The tentative agreement also improves benefits under the pension plan for current employees. There are currently three retirement programs covering Master agreement employees —the defined benefit pension plan for employees hired before June 23, 2006; a more modest defined benefit plan covering employees hired on or after June 23, 2006 and before Jan. 1, 2020; and the defined contribution plan for employees hired on or after Jan. 1, 2020.

The current pension factors or "multipliers" under the defined benefit pension plans that covered employees hired before June 23, 2006 and employees hired on or after June 23, 2006 and before Jan. 1, 2020 will all be increased by $6 per month per year of service, effective for retirements occurring on or after May 16, 2022. For an employee with 30 years of service, this is an increase of $180 per month.

The proposed agreement includes no increases in employee health care contribution rates, deductibles, out-of-pocket maximums or co-insurance. The maximum medical co-pays will increase from $60 to $80 per prescription for non-preferred brand prescriptions filled at retail and from $120 to $150 per prescription for non-preferred brand prescriptions filled through mail order, effective Jan. 1, 2023.

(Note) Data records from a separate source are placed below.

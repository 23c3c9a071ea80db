//! Error types for the connection session and listener supervisor.

use std::io;

use mowerlink_core::HandshakeError;
use mowerlink_proto::ProtocolError;
use thiserror::Error;

/// Errors that can terminate a single connection session.
///
/// None of these propagate beyond the connection task: the session logs
/// them and tears down its own socket.
#[derive(Error, Debug)]
pub enum SessionError {
    /// Wire encode failure while building an outbound response. Inbound
    /// decode failures (malformed frame, session, presentation, or
    /// application bytes) never reach this variant: [`session::Session`]
    /// logs them and keeps the connection open, per the error table's
    /// log-and-continue policy for every decode kind except
    /// [`HandshakeError::VerifyFailed`].
    ///
    /// [`session::Session`]: crate::session::Session
    #[error("protocol error: {0}")]
    Protocol(#[from] ProtocolError),

    /// Handshake failed (bad authenticator, unexpected message, or timeout).
    #[error("handshake error: {0}")]
    Handshake(#[from] HandshakeError),

    /// Socket I/O failure.
    #[error("transport error: {0}")]
    Io(#[from] io::Error),

    /// No bytes received for the inactivity window.
    #[error("connection timed out")]
    InactivityTimeout,
}

impl SessionError {
    /// Returns true if this error reflects an ordinary, expected end of
    /// connection rather than a protocol violation worth escalating.
    #[must_use]
    pub fn is_transient(&self) -> bool {
        matches!(self, Self::InactivityTimeout)
            || matches!(self, Self::Handshake(e) if e.is_transient())
    }
}
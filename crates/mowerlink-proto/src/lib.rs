//! Wire framing and layered message codec for the mower fleet protocol.
//!
//! Four layers, leaf to root:
//!
//! - [`frame`]: SOF-delimited, checksummed byte framing (`0xAA | len |
//!   payload | checksum`).
//! - [`session`]: keyed-MAC envelope and message type tag.
//! - [`presentation`]: request/response correlation (IIN).
//! - [`application`]: command byte and command body.
//!
//! Every function here is pure: no I/O, no shared state. Encoding and
//! decoding frames is handled independently of what is inside them, so this
//! crate has no notion of handshakes, authentication, or device state.

#![forbid(unsafe_code)]
#![deny(missing_docs)]

pub mod application;
pub mod error;
pub mod frame;
pub mod presentation;
pub mod session;
mod varint;

pub use application::ApplicationMessage;
pub use error::ProtocolError;
pub use frame::DecodeOutcome;
pub use presentation::PresentationMessage;
pub use session::{BYPASS_HMAC, MessageType, SessionMessage};
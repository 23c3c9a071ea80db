//! In-memory [`DeviceRegistry`] and [`TelemetrySink`] implementations.
//!
//! Used by the binary when no external registry/storage is wired in, and by
//! integration tests. A real deployment is expected to supply its own
//! implementations backed by a config file and a database; those live
//! outside this crate's scope.

use std::{
    collections::HashMap,
    sync::{Arc, Mutex},
};

use mowerlink_core::{
    DeviceRegistry, DeviceState, ProvisionedDevice, RegistryError, Severity, SinkError,
    TelemetrySink,
};

/// A fixed, in-memory set of provisioned devices.
#[derive(Debug, Clone, Default)]
pub struct MemoryRegistry {
    devices: Arc<Vec<ProvisionedDevice>>,
}

impl MemoryRegistry {
    /// Build a registry from a fixed device list.
    #[must_use]
    pub fn new(devices: Vec<ProvisionedDevice>) -> Self {
        Self { devices: Arc::new(devices) }
    }
}

impl DeviceRegistry for MemoryRegistry {
    fn list_provisioned_devices(&self) -> Result<Vec<ProvisionedDevice>, RegistryError> {
        Ok(self.devices.as_ref().clone())
    }

    fn get_device(&self, device_id: u64) -> Result<Option<ProvisionedDevice>, RegistryError> {
        Ok(self.devices.iter().find(|d| d.device_id == device_id).cloned())
    }
}

/// The latest telemetry recorded for one device.
#[derive(Debug, Clone, Default)]
pub struct DeviceTelemetry {
    /// Last reported battery percentage, if any.
    pub battery_percent: Option<f32>,
    /// Last reported position, if any.
    pub position: Option<(f32, f32)>,
    /// Last reported or persisted state, if any.
    pub state: Option<DeviceState>,
}

/// A `Mutex`-guarded in-memory telemetry sink, keyed by device id.
///
/// Mirrors the source's stateless-singleton-with-one-real-backing-store
/// shape, with the store replaced by a `HashMap` instead of a database
/// handle.
#[derive(Clone, Default)]
pub struct MemorySink {
    inner: Arc<Mutex<HashMap<u64, DeviceTelemetry>>>,
}

impl MemorySink {
    /// Create an empty sink.
    #[must_use]
    pub fn new() -> Self {
        Self::default()
    }

    /// Snapshot the telemetry currently recorded for `device_id`.
    #[must_use]
    pub fn snapshot(&self, device_id: u64) -> Option<DeviceTelemetry> {
        self.inner.lock().unwrap_or_else(std::sync::PoisonError::into_inner).get(&device_id).cloned()
    }
}

#[async_trait::async_trait]
impl TelemetrySink for MemorySink {
    async fn record_battery(
        &self,
        device_id: u64,
        percent: f32,
        _ts: u64,
    ) -> Result<(), SinkError> {
        let mut guard = self.inner.lock().unwrap_or_else(std::sync::PoisonError::into_inner);
        guard.entry(device_id).or_default().battery_percent = Some(percent);
        Ok(())
    }

    async fn record_position(
        &self,
        device_id: u64,
        latitude: f32,
        longitude: f32,
        _ts: u64,
    ) -> Result<(), SinkError> {
        let mut guard = self.inner.lock().unwrap_or_else(std::sync::PoisonError::into_inner);
        guard.entry(device_id).or_default().position = Some((latitude, longitude));
        Ok(())
    }

    async fn record_state(
        &self,
        device_id: u64,
        state: DeviceState,
        _ts: u64,
    ) -> Result<(), SinkError> {
        let mut guard = self.inner.lock().unwrap_or_else(std::sync::PoisonError::into_inner);
        guard.entry(device_id).or_default().state = Some(state);
        Ok(())
    }

    async fn record_log(
        &self,
        device_id: u64,
        severity: Severity,
        event_type: &str,
        message: &str,
        _ts: u64,
    ) -> Result<(), SinkError> {
        match severity {
            Severity::Information => tracing::info!(device_id, event_type, message),
            Severity::Warning => tracing::warn!(device_id, event_type, message),
            Severity::Error => tracing::error!(device_id, event_type, message),
        }
        Ok(())
    }
}

#[cfg(test)]
mod tests {
    use super::*;

    #[test]
    fn registry_looks_up_known_device() {
        let registry = MemoryRegistry::new(vec![ProvisionedDevice {
            device_id: 1,
            display_name: "Mower 1".to_string(),
            serial: "SN-1".to_string(),
            port: 9001,
        }]);

        assert_eq!(registry.get_device(1).unwrap().map(|d| d.port), Some(9001));
        assert_eq!(registry.get_device(2).unwrap(), None);
    }

    #[tokio::test]
    async fn sink_records_state_per_device() {
        let sink = MemorySink::new();
        sink.record_state(1, DeviceState::Mowing, 0).await.unwrap();
        sink.record_battery(1, 87.5, 0).await.unwrap();

        let snapshot = sink.snapshot(1).unwrap();
        assert_eq!(snapshot.state, Some(DeviceState::Mowing));
        assert_eq!(snapshot.battery_percent, Some(87.5));
        assert!(sink.snapshot(2).is_none());
    }
}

"Once again, the company began bargaining by demanding large increases in employee health care contributions and substantial cuts in health care benefits. The high level of member activism and solidarity demonstrations in the workplace and communities forced the company to back down," officials said.

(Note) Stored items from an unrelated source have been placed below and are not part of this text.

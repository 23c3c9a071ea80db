//! Frame codec: `0xAA | length-varint | payload | checksum[2]`.
//!
//! The checksum is the two's-complement of the unsigned 16-bit sum of every
//! byte from the SOF marker through the last payload byte, written
//! big-endian. Verification re-sums those bytes plus the checksum itself and
//! requires the low 16 bits to be zero.

use bytes::Bytes;

use crate::{error::ProtocolError, varint};

/// Start-of-frame marker.
pub const SOF: u8 = 0xAA;

/// Result of a single decode attempt against a receive buffer.
#[derive(Debug, Clone, PartialEq, Eq)]
pub enum DecodeOutcome {
    /// A complete, checksum-verified frame was found.
    Frame {
        /// The frame's payload (the bytes between the length field and the
        /// checksum).
        payload: Bytes,
        /// Total bytes consumed from the buffer, including SOF, length
        /// varint, payload, and checksum.
        consumed: usize,
    },
    /// The buffer does not yet contain a complete frame.
    Incomplete,
}

/// Encode `payload` as a complete frame.
///
/// # Errors
///
/// Returns [`ProtocolError::LengthTooLong`] if `payload.len()` exceeds the
/// 21-bit varint cap (`2^21 - 1`).
pub fn encode(payload: &[u8]) -> Result<Vec<u8>, ProtocolError> {
    let length = u32::try_from(payload.len()).map_err(|_| ProtocolError::LengthTooLong)?;
    if length > varint::MAX_LENGTH {
        return Err(ProtocolError::LengthTooLong);
    }

    let mut out = Vec::with_capacity(1 + 3 + payload.len() + 2);
    out.push(SOF);
    varint::encode(length, &mut out);
    out.extend_from_slice(payload);

    let sum = checksum_input_sum(&out);
    let checksum = (!sum).wrapping_add(1);
    out.push((checksum >> 8) as u8);
    out.push((checksum & 0xFF) as u8);

    Ok(out)
}

/// Attempt to decode a single frame from the front of `buf`.
///
/// On [`DecodeOutcome::Frame`], the caller is responsible for advancing its
/// buffer past `consumed` bytes before decoding again. On
/// [`DecodeOutcome::Incomplete`], the caller should await more bytes and
/// retry with the same (unconsumed) buffer. On `Err`, the caller must
/// resynchronize (see the session layer's buffer-discard policy) before
/// decoding again.
pub fn decode(buf: &[u8]) -> Result<DecodeOutcome, ProtocolError> {
    let Some(&first) = buf.first() else {
        return Ok(DecodeOutcome::Incomplete);
    };
    if first != SOF {
        return Err(ProtocolError::InvalidSof { byte: first });
    }

    let Some((length, varint_len)) = varint::decode(&buf[1..])? else {
        return Ok(DecodeOutcome::Incomplete);
    };
    let length = length as usize;

    let header_len = 1 + varint_len;
    let total_len = header_len + length + 2;
    if buf.len() < total_len {
        return Ok(DecodeOutcome::Incomplete);
    }

    let payload = &buf[header_len..header_len + length];
    let checksum_bytes = &buf[header_len + length..total_len];
    let received_checksum = u16::from_be_bytes([checksum_bytes[0], checksum_bytes[1]]);

    let sum = checksum_input_sum(&buf[..header_len + length]);
    let expected_checksum = (!sum).wrapping_add(1);
    if expected_checksum != received_checksum {
        return Err(ProtocolError::ChecksumMismatch {
            expected: expected_checksum,
            actual: received_checksum,
        });
    }

    Ok(DecodeOutcome::Frame { payload: Bytes::copy_from_slice(payload), consumed: total_len })
}

/// Sum of bytes feeding the checksum, truncated to 16 bits via wrapping
/// arithmetic (equivalent to a 16-bit accumulator).
fn checksum_input_sum(bytes: &[u8]) -> u16 {
    bytes.iter().fold(0u16, |acc, &b| acc.wrapping_add(u16::from(b)))
}

#[cfg(test)]
mod tests {
    use super::*;

    #[test]
    fn empty_payload_matches_spec_vector() {
        let frame = encode(&[]).unwrap();
        assert_eq!(frame, vec![0xAA, 0x00, 0xFF, 0x56]);
    }

    #[test]
    fn round_trip() {
        let payload = b"mower-telemetry";
        let frame = encode(payload).unwrap();
        match decode(&frame).unwrap() {
            DecodeOutcome::Frame { payload: decoded, consumed } => {
                assert_eq!(&decoded[..], &payload[..]);
                assert_eq!(consumed, frame.len());
            },
            DecodeOutcome::Incomplete => panic!("expected a complete frame"),
        }
    }

    #[test]
    fn incomplete_buffer() {
        let frame = encode(b"hello").unwrap();
        assert_eq!(decode(&frame[..frame.len() - 1]).unwrap(), DecodeOutcome::Incomplete);
        assert_eq!(decode(&[]).unwrap(), DecodeOutcome::Incomplete);
        assert_eq!(decode(&[SOF]).unwrap(), DecodeOutcome::Incomplete);
    }

    #[test]
    fn rejects_bad_sof() {
        assert_eq!(decode(&[0x00, 0x00]), Err(ProtocolError::InvalidSof { byte: 0x00 }));
    }

    #[test]
    fn rejects_checksum_mismatch() {
        let mut frame = encode(b"hello").unwrap();
        let last = frame.len() - 1;
        frame[last] ^= 0xFF;
        assert!(matches!(decode(&frame), Err(ProtocolError::ChecksumMismatch { .. })));
    }

    #[test]
    fn single_byte_flip_in_payload_is_always_detected() {
        let payload = vec![0x11, 0x22, 0x33, 0x44, 0x55];
        let frame = encode(&payload).unwrap();
        let checksum_start = frame.len() - 2;

        for i in 0..checksum_start {
            for bit in 0..8u8 {
                let mut flipped = frame.clone();
                flipped[i] ^= 1 << bit;
                assert!(
                    matches!(decode(&flipped), Err(ProtocolError::ChecksumMismatch { .. })),
                    "flip at byte {i} bit {bit} went undetected"
                );
            }
        }
    }

    #[test]
    fn extra_trailing_bytes_are_ignored() {
        let frame = encode(b"abc").unwrap();
        let mut buf = frame.clone();
        buf.extend_from_slice(b"next-frame-starts-here");

        match decode(&buf).unwrap() {
            DecodeOutcome::Frame { payload, consumed } => {
                assert_eq!(&payload[..], b"abc");
                assert_eq!(consumed, frame.len());
            },
            DecodeOutcome::Incomplete => panic!("expected a complete frame"),
        }
    }

    #[test]
    fn rejects_payload_over_cap() {
        let oversized = vec![0u8; varint::MAX_LENGTH as usize + 1];
        assert_eq!(encode(&oversized), Err(ProtocolError::LengthTooLong));
    }

    proptest::proptest! {
        #[test]
        fn decode_of_encode_round_trips(payload in proptest::collection::vec(proptest::prelude::any::<u8>(), 0..2048)) {
            let frame = encode(&payload).unwrap();
            match decode(&frame).unwrap() {
                DecodeOutcome::Frame { payload: decoded, consumed } => {
                    proptest::prop_assert_eq!(&decoded[..], &payload[..]);
                    proptest::prop_assert_eq!(consumed, frame.len());
                },
                DecodeOutcome::Incomplete => proptest::prop_assert!(false, "expected a complete frame"),
            }
        }

        #[test]
        fn decode_ignores_tail_bytes(payload in proptest::collection::vec(proptest::prelude::any::<u8>(), 0..256), tail in proptest::collection::vec(proptest::prelude::any::<u8>(), 0..256)) {
            let mut buf = encode(&payload).unwrap();
            let frame_len = buf.len();
            buf.extend_from_slice(&tail);

            match decode(&buf).unwrap() {
                DecodeOutcome::Frame { consumed, .. } => proptest::prop_assert_eq!(consumed, frame_len),
                DecodeOutcome::Incomplete => proptest::prop_assert!(false, "expected a complete frame"),
            }
        }
    }
}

Employees hired or rehired after Jan. 1, 2020 will no longer be eligible for retiree life insurance benefits after retirement. Instead, they will have the retiree health care contribution to their 401(k) savings account increased by 5 cents per hour.

The company's retiree health care costs are capped for employees who retired after May 31, 1993. The cost of retiree health care benefits in excess of the caps is paid for by a non-cash Retiree Health Care Account under the labor agreement.

Employees hired or rehired on or after July 1, 2010 are not eligible for retiree health care benefits. Instead, they receive a company retiree health care contribution into their 401(k) savings account. Effective Jan. 1, 2023, the company contribution will increase to 50 cents from the current 40 cents per hour worked. Employees hired on or after Jan. 1, 2020 will receive a company contribution into their 401(k) savings account of 55 cents per hour effective Jan. 1, 2023 to reflect their ineligibility for retiree life insurance.